This past weekend, Tiger baseball won their series against Cornell (7–14 overall, 3–6 Ivy), taking two out of three games. That doubled Princeton’s win total for the season, improving their record to 4–21 overall and 2–7 in the Ivy League.
What was the difference? How did the Tigers win two out of their last three games after winning two out of their first 22?
The victory cannot be attributed to one singular change. All in all, the team simply played better in every phase.
In the first game, the team got an absolute gem from junior starting pitcher and strikeout artist Jackson Emus. He paired 10 strikeouts — giving him 46 on the season in seven appearances, 20 more than any other Princeton pitcher — with just one walk, one run, and six hits over six innings of work. Other than a home run in the second, the Big Red never threatened the Tigers.
Emus, at last, received some run support from his offense, too.
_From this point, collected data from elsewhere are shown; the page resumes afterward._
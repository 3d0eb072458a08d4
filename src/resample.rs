// src/resample.rs
//! Fixed-length temporal resampling of pose sequences.

use crate::error::{PipelineError, Result};
use crate::joints::{NUM_CHANNELS, NUM_JOINTS};
use crate::sequence::PoseSequence;
use ndarray::{Array1, Array2, Array3, Axis};

/// Maps a `T`-frame sequence onto `target_frames` frames.
#[derive(Debug, Clone, Copy)]
pub struct TemporalResampler {
    target_frames: usize,
}

impl TemporalResampler {
    pub fn new(target_frames: usize) -> Self {
        Self { target_frames }
    }

    pub fn target_frames(&self) -> usize {
        self.target_frames
    }

    /// Data is interpolated linearly over normalized time, the mask by
    /// nearest-index selection. Frame times are rebuilt from `fps`.
    pub fn resample(&self, sequence: &PoseSequence) -> Result<PoseSequence> {
        if sequence.is_empty() {
            return Err(PipelineError::EmptySequence);
        }
        if sequence.num_frames() == self.target_frames {
            return Ok(sequence.clone());
        }

        let data = resample_data(&sequence.data, self.target_frames);
        let interpolation_mask = resample_mask(&sequence.interpolation_mask, self.target_frames);
        let valid_mask = resample_mask(
            &sequence.valid_mask.clone().insert_axis(Axis(1)),
            self.target_frames,
        )
        .index_axis_move(Axis(1), 0);

        let fps_safe = sequence.fps.max(1e-3);
        let duration = self.target_frames.saturating_sub(1) as f32 / fps_safe;
        let frame_times = Array1::linspace(0.0, duration, self.target_frames);

        PoseSequence::new(data, frame_times, sequence.fps, interpolation_mask, valid_mask)
    }
}

/// Piecewise-linear resampling of every joint channel over `[0, 1]`.
pub fn resample_data(data: &Array3<f32>, target_frames: usize) -> Array3<f32> {
    let t_len = data.shape()[0];
    let mut out = Array3::zeros((target_frames, NUM_JOINTS, NUM_CHANNELS));
    if t_len == 0 {
        return out;
    }
    for i in 0..target_frames {
        let (lo, hi, frac) = source_position(i, t_len, target_frames);
        for joint in 0..NUM_JOINTS {
            for channel in 0..NUM_CHANNELS {
                let a = data[[lo, joint, channel]];
                let b = data[[hi, joint, channel]];
                out[[i, joint, channel]] = a + (b - a) * frac;
            }
        }
    }
    out
}

/// Nearest-index mask resampling: row `i` copies source row
/// `floor(i * (T - 1) / (target - 1))`.
pub fn resample_mask(mask: &Array2<bool>, target_frames: usize) -> Array2<bool> {
    let t_len = mask.shape()[0];
    if t_len == target_frames {
        return mask.clone();
    }
    let indices: Vec<usize> = (0..target_frames)
        .map(|i| mask_source_index(i, t_len, target_frames))
        .collect();
    mask.select(Axis(0), &indices)
}

fn mask_source_index(i: usize, t_len: usize, target_frames: usize) -> usize {
    if target_frames < 2 || t_len == 0 {
        return 0;
    }
    i * (t_len - 1) / (target_frames - 1)
}

/// Bracketing source frames and blend weight for output frame `i`.
fn source_position(i: usize, t_len: usize, target_frames: usize) -> (usize, usize, f32) {
    if t_len == 1 || target_frames < 2 {
        return (0, 0, 0.0);
    }
    let pos = i as f64 * (t_len - 1) as f64 / (target_frames - 1) as f64;
    let lo = (pos.floor() as usize).min(t_len - 1);
    let hi = (lo + 1).min(t_len - 1);
    (lo, hi, (pos - lo as f64) as f32)
}
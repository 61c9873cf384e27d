use std::env;

pub mod cors;
pub mod security;

pub use cors::create_cors_layer;
pub use security::create_security_headers_layer;

/// Which address-enrichment policy event creation runs with.
#[derive(Debug, Clone, Copy, PartialEq, Eq)]
pub enum ResolverKind {
    /// Free-text geocoding (Nominatim); failures leave coordinates unset.
    Geocode,
    /// Postal-code lookup (ViaCEP); a failed lookup with no other address
    /// input fails event creation.
    Cep,
}

pub struct Config {
    pub database_url: Option<String>,
    pub port: u16,
    pub resolver: ResolverKind,
    pub nominatim_base_url: String,
    pub viacep_base_url: String,
    /// Sustained RSVP-creation rate per client IP, requests per second.
    pub rsvp_rate_per_second: u64,
    /// Burst allowance on top of the sustained rate.
    pub rsvp_burst: u32,
    pub rate_limit_enabled: bool,
}

impl Config {
    pub fn from_env() -> Self {
        let resolver = match env::var("ADDRESS_RESOLVER").as_deref() {
            Ok("cep") => ResolverKind::Cep,
            _ => ResolverKind::Geocode,
        };

        Self {
            database_url: env::var("DATABASE_URL").ok(),
            port: env::var("PORT")
                .ok()
                .and_then(|p| p.parse().ok())
                .unwrap_or(3001),
            resolver,
            nominatim_base_url: env::var("NOMINATIM_BASE_URL")
                .unwrap_or_else(|_| "https://nominatim.openstreetmap.org".to_string()),
            viacep_base_url: env::var("VIACEP_BASE_URL")
                .unwrap_or_else(|_| "https://viacep.com.br".to_string()),
            rsvp_rate_per_second: env::var("RSVP_RATE_PER_SECOND")
                .ok()
                .and_then(|v| v.parse().ok())
                .unwrap_or(12),
            rsvp_burst: env::var("RSVP_BURST")
                .ok()
                .and_then(|v| v.parse().ok())
                .unwrap_or(5),
            rate_limit_enabled: true,
        }
    }

    /// Config for tests: no database, no rate limiting.
    pub fn test_config() -> Self {
        Self {
            database_url: None,
            port: 0,
            resolver: ResolverKind::Geocode,
            nominatim_base_url: "http://127.0.0.1:0".to_string(),
            viacep_base_url: "http://127.0.0.1:0".to_string(),
            rsvp_rate_per_second: 12,
            rsvp_burst: 5,
            rate_limit_enabled: false,
        }
    }
}
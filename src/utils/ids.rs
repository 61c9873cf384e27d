use rand::distributions::Alphanumeric;
use rand::Rng;
use uuid::Uuid;

/// Length of the public event slug used in invite links.
pub const SLUG_LEN: usize = 8;

const SESSION_TOKEN_LEN: usize = 32;

/// Short public identifier for an event. Uniqueness is settled by the
/// caller against the store (retry on collision).
pub fn new_slug() -> String {
    Uuid::new_v4().simple().to_string()[..SLUG_LEN].to_string()
}

/// Opaque bearer token identifying a host session.
pub fn new_session_token() -> String {
    rand::thread_rng()
        .sample_iter(&Alphanumeric)
        .take(SESSION_TOKEN_LEN)
        .map(char::from)
        .collect()
}
//! Attendee-list CSV serialization.
//!
//! Fixed column order: Name, WhatsApp, Adults, Children, Family Members,
//! Comments, Status, RSVP Date.

use crate::models::Attendee;

const HEADER: [&str; 8] = [
    "Name",
    "WhatsApp",
    "Adults",
    "Children",
    "Family Members",
    "Comments",
    "Status",
    "RSVP Date",
];

pub fn attendees_to_csv(attendees: &[Attendee]) -> String {
    let mut out = String::new();
    write_row(&mut out, HEADER.iter().map(|s| s.to_string()));

    for a in attendees {
        let family = a
            .family_member_names
            .as_deref()
            .map(|names| names.join(", "))
            .unwrap_or_default();
        write_row(
            &mut out,
            [
                a.name.clone(),
                a.whatsapp_number.clone(),
                a.num_adults.to_string(),
                a.num_children.to_string(),
                family,
                a.comments.clone().unwrap_or_default(),
                a.status.to_string(),
                a.rsvp_date.format("%Y-%m-%d %H:%M").to_string(),
            ]
            .into_iter(),
        );
    }

    out
}

fn write_row(out: &mut String, fields: impl Iterator<Item = String>) {
    let mut first = true;
    for field in fields {
        if !first {
            out.push(',');
        }
        first = false;
        out.push_str(&escape(&field));
    }
    out.push_str("\r\n");
}

/// RFC 4180 quoting: fields containing commas, quotes or line breaks are
/// wrapped in double quotes, with inner quotes doubled.
fn escape(field: &str) -> String {
    if field.contains([',', '"', '\n', '\r']) {
        let mut quoted = String::with_capacity(field.len() + 2);
        quoted.push('"');
        for c in field.chars() {
            if c == '"' {
                quoted.push('"');
            }
            quoted.push(c);
        }
        quoted.push('"');
        quoted
    } else {
        field.to_string()
    }
}

#[cfg(test)]
mod tests {
    use super::*;
    use crate::models::RsvpStatus;
    use chrono::{TimeZone, Utc};
    use uuid::Uuid;

    fn attendee(name: &str, comments: Option<&str>) -> Attendee {
        Attendee {
            id: Uuid::new_v4(),
            event_id: Uuid::new_v4(),
            whatsapp_number: "5521999990000".to_string(),
            name: name.to_string(),
            family_member_names: Some(vec!["Ana".to_string(), "Luiz".to_string()]),
            num_adults: 2,
            num_children: 1,
            comments: comments.map(|c| c.to_string()),
            status: RsvpStatus::Confirmed,
            rsvp_date: Utc.with_ymd_and_hms(2025, 12, 1, 18, 30, 0).unwrap(),
            last_modified: Utc.with_ymd_and_hms(2025, 12, 1, 18, 30, 0).unwrap(),
        }
    }

    #[test]
    fn header_row_has_fixed_column_order() {
        let csv = attendees_to_csv(&[]);
        assert_eq!(
            csv,
            "Name,WhatsApp,Adults,Children,Family Members,Comments,Status,RSVP Date\r\n"
        );
    }

    #[test]
    fn serializes_one_row_per_attendee() {
        let csv = attendees_to_csv(&[attendee("Bob", None)]);
        let mut lines = csv.lines();
        lines.next();
        assert_eq!(
            lines.next().unwrap(),
            "Bob,5521999990000,2,1,\"Ana, Luiz\",,confirmed,2025-12-01 18:30"
        );
    }

    #[test]
    fn escapes_quotes_and_commas() {
        let csv = attendees_to_csv(&[attendee("Bob \"Bobby\" Silva", Some("late, maybe"))]);
        assert!(csv.contains("\"Bob \"\"Bobby\"\" Silva\""));
        assert!(csv.contains("\"late, maybe\""));
    }
}
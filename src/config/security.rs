use axum::http::header::HeaderValue;
use axum::http::{Request, Response};
use std::{
    env,
    task::{Context, Poll},
};
use tower::{Layer, Service};

/// Headers attached to every response. The API serves JSON and CSV only,
/// so framing and script sources are locked down wholesale.
const BASE_HEADERS: [(&str, &str); 5] = [
    ("X-Content-Type-Options", "nosniff"),
    ("X-Frame-Options", "DENY"),
    ("Content-Security-Policy", "default-src 'none'; frame-ancestors 'none'"),
    ("Referrer-Policy", "strict-origin-when-cross-origin"),
    ("Permissions-Policy", "geolocation=(), microphone=(), camera=()"),
];

const HSTS_HEADER: (&str, &str) = (
    "Strict-Transport-Security",
    "max-age=31536000; includeSubDomains",
);

#[derive(Clone)]
pub struct SecurityHeadersLayer {
    include_hsts: bool,
}

impl SecurityHeadersLayer {
    pub fn new(include_hsts: bool) -> Self {
        Self { include_hsts }
    }

    /// HSTS only makes sense behind HTTPS, so it is keyed to production.
    pub fn from_env() -> Self {
        let is_production = env::var("RUST_ENV")
            .map(|v| v.to_lowercase() == "production")
            .unwrap_or(false);

        if is_production {
            tracing::info!("Security: HSTS header enabled (production mode)");
        } else {
            tracing::info!("Security: HSTS header disabled (development mode)");
        }

        Self::new(is_production)
    }
}

impl<S> Layer<S> for SecurityHeadersLayer {
    type Service = SecurityHeadersService<S>;

    fn layer(&self, inner: S) -> Self::Service {
        SecurityHeadersService {
            inner,
            include_hsts: self.include_hsts,
        }
    }
}

#[derive(Clone)]
pub struct SecurityHeadersService<S> {
    inner: S,
    include_hsts: bool,
}

impl<S, ReqBody, ResBody> Service<Request<ReqBody>> for SecurityHeadersService<S>
where
    S: Service<Request<ReqBody>, Response = Response<ResBody>>,
{
    type Response = S::Response;
    type Error = S::Error;
    type Future = SecurityHeadersFuture<S::Future>;

    fn poll_ready(&mut self, cx: &mut Context<'_>) -> Poll<Result<(), Self::Error>> {
        self.inner.poll_ready(cx)
    }

    fn call(&mut self, request: Request<ReqBody>) -> Self::Future {
        SecurityHeadersFuture {
            future: self.inner.call(request),
            include_hsts: self.include_hsts,
        }
    }
}

#[pin_project::pin_project]
pub struct SecurityHeadersFuture<F> {
    #[pin]
    future: F,
    include_hsts: bool,
}

impl<F, ResBody, E> std::future::Future for SecurityHeadersFuture<F>
where
    F: std::future::Future<Output = Result<Response<ResBody>, E>>,
{
    type Output = Result<Response<ResBody>, E>;

    fn poll(self: std::pin::Pin<&mut Self>, cx: &mut Context<'_>) -> Poll<Self::Output> {
        let this = self.project();

        match this.future.poll(cx) {
            Poll::Ready(Ok(mut response)) => {
                apply_headers(response.headers_mut(), *this.include_hsts);
                Poll::Ready(Ok(response))
            }
            Poll::Ready(Err(e)) => Poll::Ready(Err(e)),
            Poll::Pending => Poll::Pending,
        }
    }
}

fn apply_headers(headers: &mut axum::http::HeaderMap, include_hsts: bool) {
    for (name, value) in BASE_HEADERS {
        headers.insert(name, HeaderValue::from_static(value));
    }
    if include_hsts {
        headers.insert(HSTS_HEADER.0, HeaderValue::from_static(HSTS_HEADER.1));
    }
}

pub fn create_security_headers_layer() -> SecurityHeadersLayer {
    SecurityHeadersLayer::from_env()
}

#[cfg(test)]
mod tests {
    use super::*;

    #[test]
    fn layer_flags_are_respected() {
        assert!(!SecurityHeadersLayer::new(false).include_hsts);
        assert!(SecurityHeadersLayer::new(true).include_hsts);
    }

    #[test]
    fn base_headers_are_applied() {
        let mut headers = axum::http::HeaderMap::new();
        apply_headers(&mut headers, false);
        assert_eq!(headers.get("X-Frame-Options").unwrap(), "DENY");
        assert!(headers.get("Strict-Transport-Security").is_none());

        apply_headers(&mut headers, true);
        assert!(headers.get("Strict-Transport-Security").is_some());
    }
}
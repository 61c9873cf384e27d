use axum::extract::{Path, State};
use axum::response::{IntoResponse, Response};
use axum::Json;
use chrono::{NaiveDate, NaiveTime, Utc};
use serde::{Deserialize, Serialize};
use uuid::Uuid;

use crate::config::ResolverKind;
use crate::handlers::auth::CurrentHost;
use crate::models::{Event, EventSummary};
use crate::services::AddressInput;
use crate::state::AppState;
use crate::store::Store;
use crate::utils::csv::attendees_to_csv;
use crate::utils::error::AppError;
use crate::utils::ids;
use crate::utils::response::{created, csv_attachment, empty_success, success};

fn parse_date(s: &str) -> Result<NaiveDate, AppError> {
    NaiveDate::parse_from_str(s, "%Y-%m-%d")
        .map_err(|_| AppError::ValidationError(format!("Invalid date: {s}")))
}

fn parse_time(s: &str) -> Result<NaiveTime, AppError> {
    NaiveTime::parse_from_str(s, "%H:%M")
        .map_err(|_| AppError::ValidationError(format!("Invalid time: {s}")))
}

async fn unique_slug(store: &dyn Store) -> Result<String, AppError> {
    loop {
        let slug = ids::new_slug();
        if !store.slug_exists(&slug).await? {
            return Ok(slug);
        }
    }
}

/// Loads an event and checks the acting host owns it. Unknown events are
/// 404; known events owned by someone else are 403.
async fn owned_event(state: &AppState, event_id: Uuid, host_id: Uuid) -> Result<Event, AppError> {
    let event = state
        .store
        .event_by_id(event_id)
        .await?
        .ok_or_else(|| AppError::NotFound("Event not found".to_string()))?;
    if event.host_id != host_id {
        return Err(AppError::Forbidden(
            "You do not own this event".to_string(),
        ));
    }
    Ok(event)
}

fn invite_url(slug: &str) -> String {
    format!("/invite/{slug}")
}

#[derive(Serialize)]
struct EventRef {
    id: Uuid,
    slug: String,
    invite_url: String,
}

impl EventRef {
    fn from_event(event: &Event) -> Self {
        Self {
            id: event.id,
            slug: event.slug.clone(),
            invite_url: invite_url(&event.slug),
        }
    }
}

#[derive(Deserialize)]
pub struct CreateEventRequest {
    pub title: Option<String>,
    pub description: Option<String>,
    pub event_date: Option<String>,
    pub start_time: Option<String>,
    pub end_time: Option<String>,
    pub address_cep: Option<String>,
    pub address_full: Option<String>,
    pub allow_modifications: Option<bool>,
    pub allow_cancellations: Option<bool>,
}

pub async fn create_event(
    State(state): State<AppState>,
    CurrentHost(host): CurrentHost,
    Json(req): Json<CreateEventRequest>,
) -> Result<Response, AppError> {
    let (Some(title), Some(event_date), Some(start_time)) =
        (req.title, req.event_date, req.start_time)
    else {
        return Err(AppError::ValidationError(
            "Missing required fields".to_string(),
        ));
    };
    if req.address_full.is_none() && req.address_cep.is_none() {
        return Err(AppError::ValidationError(
            "Missing required fields".to_string(),
        ));
    }

    let event_date = parse_date(&event_date)?;
    let start_time = parse_time(&start_time)?;
    let end_time = req.end_time.as_deref().map(parse_time).transpose()?;

    // Best-effort enrichment; under the CEP policy a missing address is
    // the one hard failure, since there is nothing else to store.
    let input = AddressInput {
        address_full: req.address_full.clone(),
        cep: req.address_cep.clone(),
    };
    let resolved = state.resolver.resolve(&input).await;
    let address_full = match req.address_full.or(resolved.address_full) {
        Some(address) => address,
        None => {
            return Err(AppError::ValidationError(
                "Could not resolve an address from the given CEP".to_string(),
            ))
        }
    };

    let event = Event {
        id: Uuid::new_v4(),
        host_id: host.id,
        slug: unique_slug(state.store.as_ref()).await?,
        title,
        description: req.description,
        event_date,
        start_time,
        end_time,
        address_cep: req.address_cep,
        address_full,
        latitude: resolved.latitude,
        longitude: resolved.longitude,
        allow_modifications: req.allow_modifications.unwrap_or(true),
        allow_cancellations: req.allow_cancellations.unwrap_or(true),
        created_at: Utc::now(),
    };
    state.store.create_event(&event).await?;

    Ok(created(EventRef::from_event(&event), "Event created successfully").into_response())
}

#[derive(Serialize)]
struct EventListItem {
    id: Uuid,
    slug: String,
    title: String,
    event_date: String,
    start_time: String,
    attendee_count: i64,
    total_adults: i64,
    total_children: i64,
}

impl From<EventSummary> for EventListItem {
    fn from(s: EventSummary) -> Self {
        Self {
            id: s.id,
            slug: s.slug,
            title: s.title,
            event_date: s.event_date.to_string(),
            start_time: s.start_time.format("%H:%M").to_string(),
            attendee_count: s.attendee_count,
            total_adults: s.total_adults,
            total_children: s.total_children,
        }
    }
}

pub async fn list_my_events(
    State(state): State<AppState>,
    CurrentHost(host): CurrentHost,
) -> Result<Response, AppError> {
    let events: Vec<EventListItem> = state
        .store
        .events_for_host(host.id)
        .await?
        .into_iter()
        .map(EventListItem::from)
        .collect();
    Ok(success(events, "Events fetched").into_response())
}

#[derive(Serialize)]
struct HostContact {
    name: String,
    whatsapp_number: String,
}

#[derive(Serialize)]
struct PublicEvent {
    id: Uuid,
    slug: String,
    title: String,
    description: Option<String>,
    event_date: String,
    start_time: String,
    end_time: Option<String>,
    address_full: String,
    latitude: Option<f64>,
    longitude: Option<f64>,
    allow_modifications: bool,
    allow_cancellations: bool,
    host: HostContact,
}

/// Public invite view; no authentication, and nothing about the host
/// beyond display name and contact number.
pub async fn get_event_by_slug(
    State(state): State<AppState>,
    Path(slug): Path<String>,
) -> Result<Response, AppError> {
    let event = state
        .store
        .event_by_slug(&slug)
        .await?
        .ok_or_else(|| AppError::NotFound("Event not found".to_string()))?;
    let host = state
        .store
        .host_by_id(event.host_id)
        .await?
        .ok_or_else(|| AppError::NotFound("Event not found".to_string()))?;

    let payload = PublicEvent {
        id: event.id,
        slug: event.slug.clone(),
        title: event.title.clone(),
        description: event.description.clone(),
        event_date: event.event_date.to_string(),
        start_time: event.start_time.format("%H:%M").to_string(),
        end_time: event.end_time.map(|t| t.format("%H:%M").to_string()),
        address_full: event.address_full.clone(),
        latitude: event.latitude,
        longitude: event.longitude,
        allow_modifications: event.allow_modifications,
        allow_cancellations: event.allow_cancellations,
        host: HostContact {
            name: host.name,
            whatsapp_number: host.whatsapp_number,
        },
    };
    Ok(success(payload, "Event fetched").into_response())
}

#[derive(Deserialize)]
pub struct UpdateEventRequest {
    pub title: Option<String>,
    pub description: Option<String>,
    pub event_date: Option<String>,
    pub start_time: Option<String>,
    pub end_time: Option<String>,
    pub address_cep: Option<String>,
    pub address_full: Option<String>,
    pub allow_modifications: Option<bool>,
    pub allow_cancellations: Option<bool>,
}

pub async fn update_event(
    State(state): State<AppState>,
    CurrentHost(host): CurrentHost,
    Path(event_id): Path<Uuid>,
    Json(req): Json<UpdateEventRequest>,
) -> Result<Response, AppError> {
    let mut event = owned_event(&state, event_id, host.id).await?;

    // Only fields present in the request are applied
    if let Some(title) = req.title {
        event.title = title;
    }
    if let Some(description) = req.description {
        event.description = Some(description);
    }
    if let Some(date) = req.event_date.as_deref() {
        event.event_date = parse_date(date)?;
    }
    if let Some(time) = req.start_time.as_deref() {
        event.start_time = parse_time(time)?;
    }
    if let Some(time) = req.end_time.as_deref() {
        event.end_time = Some(parse_time(time)?);
    }
    if let Some(flag) = req.allow_modifications {
        event.allow_modifications = flag;
    }
    if let Some(flag) = req.allow_cancellations {
        event.allow_cancellations = flag;
    }

    if let Some(address_full) = req.address_full {
        // A changed address re-runs enrichment; stale coordinates are
        // worse than none.
        let changed = address_full != event.address_full;
        event.address_full = address_full;
        if changed {
            let resolved = state
                .resolver
                .resolve(&AddressInput {
                    address_full: Some(event.address_full.clone()),
                    cep: event.address_cep.clone(),
                })
                .await;
            event.latitude = resolved.latitude;
            event.longitude = resolved.longitude;
        }
        if let Some(cep) = req.address_cep {
            event.address_cep = Some(cep);
        }
    } else if let Some(cep) = req.address_cep {
        let changed = event.address_cep.as_deref() != Some(cep.as_str());
        event.address_cep = Some(cep.clone());
        if changed && state.config.resolver == ResolverKind::Cep {
            let resolved = state
                .resolver
                .resolve(&AddressInput {
                    address_full: None,
                    cep: Some(cep),
                })
                .await;
            event.address_full = resolved.address_full.ok_or_else(|| {
                AppError::ValidationError(
                    "Could not resolve an address from the given CEP".to_string(),
                )
            })?;
        }
    }

    state.store.update_event(&event).await?;
    Ok(empty_success("Event updated successfully").into_response())
}

pub async fn delete_event(
    State(state): State<AppState>,
    CurrentHost(host): CurrentHost,
    Path(event_id): Path<Uuid>,
) -> Result<Response, AppError> {
    let event = owned_event(&state, event_id, host.id).await?;
    // Attendees go first, then the event, in one transaction
    state.store.delete_event(event.id).await?;
    Ok(empty_success("Event deleted successfully").into_response())
}

pub async fn duplicate_event(
    State(state): State<AppState>,
    CurrentHost(host): CurrentHost,
    Path(event_id): Path<Uuid>,
) -> Result<Response, AppError> {
    let source = owned_event(&state, event_id, host.id).await?;

    let copy = Event {
        id: Uuid::new_v4(),
        slug: unique_slug(state.store.as_ref()).await?,
        title: format!("{} (copy)", source.title),
        created_at: Utc::now(),
        ..source
    };
    state.store.create_event(&copy).await?;

    Ok(created(EventRef::from_event(&copy), "Event duplicated successfully").into_response())
}

pub async fn list_attendees(
    State(state): State<AppState>,
    CurrentHost(host): CurrentHost,
    Path(event_id): Path<Uuid>,
) -> Result<Response, AppError> {
    let event = owned_event(&state, event_id, host.id).await?;
    let attendees = state.store.attendees_for_event(event.id).await?;
    Ok(success(attendees, "Attendees fetched").into_response())
}

pub async fn export_attendees_csv(
    State(state): State<AppState>,
    CurrentHost(host): CurrentHost,
    Path(event_id): Path<Uuid>,
) -> Result<Response, AppError> {
    let event = owned_event(&state, event_id, host.id).await?;
    let attendees = state.store.attendees_for_event(event.id).await?;

    let filename = format!("event_{}_attendees.csv", event.id);
    Ok(csv_attachment(&filename, attendees_to_csv(&attendees)))
}

#[derive(Deserialize)]
pub struct UpdateAttendeeRequest {
    pub name: Option<String>,
    pub family_member_names: Option<Vec<String>>,
    pub num_adults: Option<i32>,
    pub num_children: Option<i32>,
    pub comments: Option<String>,
}

/// Host-side attendee edit; unlike guest self-service this ignores the
/// event's policy flags.
pub async fn update_attendee(
    State(state): State<AppState>,
    CurrentHost(host): CurrentHost,
    Path((event_id, attendee_id)): Path<(Uuid, Uuid)>,
    Json(req): Json<UpdateAttendeeRequest>,
) -> Result<Response, AppError> {
    let event = owned_event(&state, event_id, host.id).await?;

    let mut attendee = state
        .store
        .attendee_by_id(attendee_id)
        .await?
        .filter(|a| a.event_id == event.id)
        .ok_or_else(|| AppError::NotFound("Attendee not found".to_string()))?;

    if let Some(name) = req.name {
        attendee.name = name;
    }
    if let Some(family) = req.family_member_names {
        attendee.family_member_names = Some(family);
    }
    if let Some(adults) = req.num_adults {
        attendee.num_adults = adults;
    }
    if let Some(children) = req.num_children {
        attendee.num_children = children;
    }
    if let Some(comments) = req.comments {
        attendee.comments = Some(comments);
    }

    state.store.update_attendee(&attendee).await?;
    Ok(empty_success("Attendee updated successfully").into_response())
}

pub async fn delete_attendee(
    State(state): State<AppState>,
    CurrentHost(host): CurrentHost,
    Path((event_id, attendee_id)): Path<(Uuid, Uuid)>,
) -> Result<Response, AppError> {
    let event = owned_event(&state, event_id, host.id).await?;

    let attendee = state
        .store
        .attendee_by_id(attendee_id)
        .await?
        .filter(|a| a.event_id == event.id)
        .ok_or_else(|| AppError::NotFound("Attendee not found".to_string()))?;

    state.store.delete_attendee(attendee.id).await?;
    Ok(empty_success("Attendee deleted successfully").into_response())
}
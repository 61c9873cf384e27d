use chrono::{DateTime, Utc};
use serde::{Deserialize, Serialize};
use sqlx::FromRow;
use uuid::Uuid;

#[derive(Debug, Clone, Serialize, Deserialize, FromRow)]
pub struct Host {
    pub id: Uuid,
    pub email: String,
    pub name: String,
    pub whatsapp_number: String,
    #[serde(skip_serializing)]
    pub password_hash: String,
    pub created_at: DateTime<Utc>,
}
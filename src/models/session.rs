use chrono::{DateTime, Utc};
use serde::{Deserialize, Serialize};
use sqlx::FromRow;
use uuid::Uuid;

/// Server-side session row backing an opaque bearer token.
#[derive(Debug, Clone, Serialize, Deserialize, FromRow)]
pub struct Session {
    pub token: String,
    pub host_id: Uuid,
    pub created_at: DateTime<Utc>,
}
After the home run in the second inning, the Tiger offense put together some singles, passed balls, and sac flies to take a 5–1 lead. Phenom junior outfielder Nadir Lewis — 3-for-4 with 5 RBIs on the day — came up in the sixth, presumably tired of dink-and-dunk offense, and put the game totally out of reach with an opposite-field grand slam, extending the lead to 9–1. Emus then left the game with a lead that, in the last couple months, he usually only saw his opponents hold.
Each team traded wins late in the game, but Princeton coasted to a 12–3 victory.
The team backslid into their previous losing ways in the second game of the Saturday doubleheader. On that day, Cornell smacked Princeton 7–1.
Sophomore starting pitcher Tom Chmielewski allowed eight hits over six innings and 101 pitches. He didn’t pitch poorly — two of the runs probably could have been avoided without a Lewis error in the fifth. Chmielewski’s pitching kept the game to a five-run deficit. The game was in reach, had Princeton been able to scrounge together any offense. The Tigers managed only four hits on the day, as Cornell starter Spencer Edwards smothered all opposition for eight innings.
But the Tigers rebounded in the final game of the series, getting off to a quick start. Sophomore outfielder Matt Scannell opened the scoring with a three-run homer in the bottom of the first.
Cornell touched up first-year starting pitcher Andrew D’Alessio for three runs each in the second and third innings. In previous games, the Tigers had a propensity to capitulate after such scoring outbursts from an opponent. But this weekend against the Big Red — it was just different.
Junior second-baseman Noah Granet was on his A-game — a three-run triple and two-run single constituted five of the Tigers’ seven unanswered runs. He led Princeton’s own scoring outburst, putting the score at 10–6. The scoring ended there, with sophomore reliever Jason Ramirez pitching four innings of two-hit ball, allowing no runs and fanning four on an efficient 47 pitches.
The offense’s comeback and Ramirez’s elite relief portend better things for the Tigers going forward. Against Cornell, the Tigers didn’t look perfect, or even elite — but they never looked like they were out of the game.
The team looked resilient this weekend, and sometimes, resilient is better than good.
The Tigers will head up to Hanover, N.H. to take on the Dartmouth Big Green in a three-game set this weekend. They play Rutgers in a midweek clash at home. Then, the Harvard Crimson come to town the following weekend against a Tiger team that looks tough to take down.
Gabe Robare covers baseball and is the Head Puzzles Editor, as well as a Staff News Writer and Senior Prospect Writer, for the ‘Prince.’ He can be reached on social @GabrielRobare or at email@example.com.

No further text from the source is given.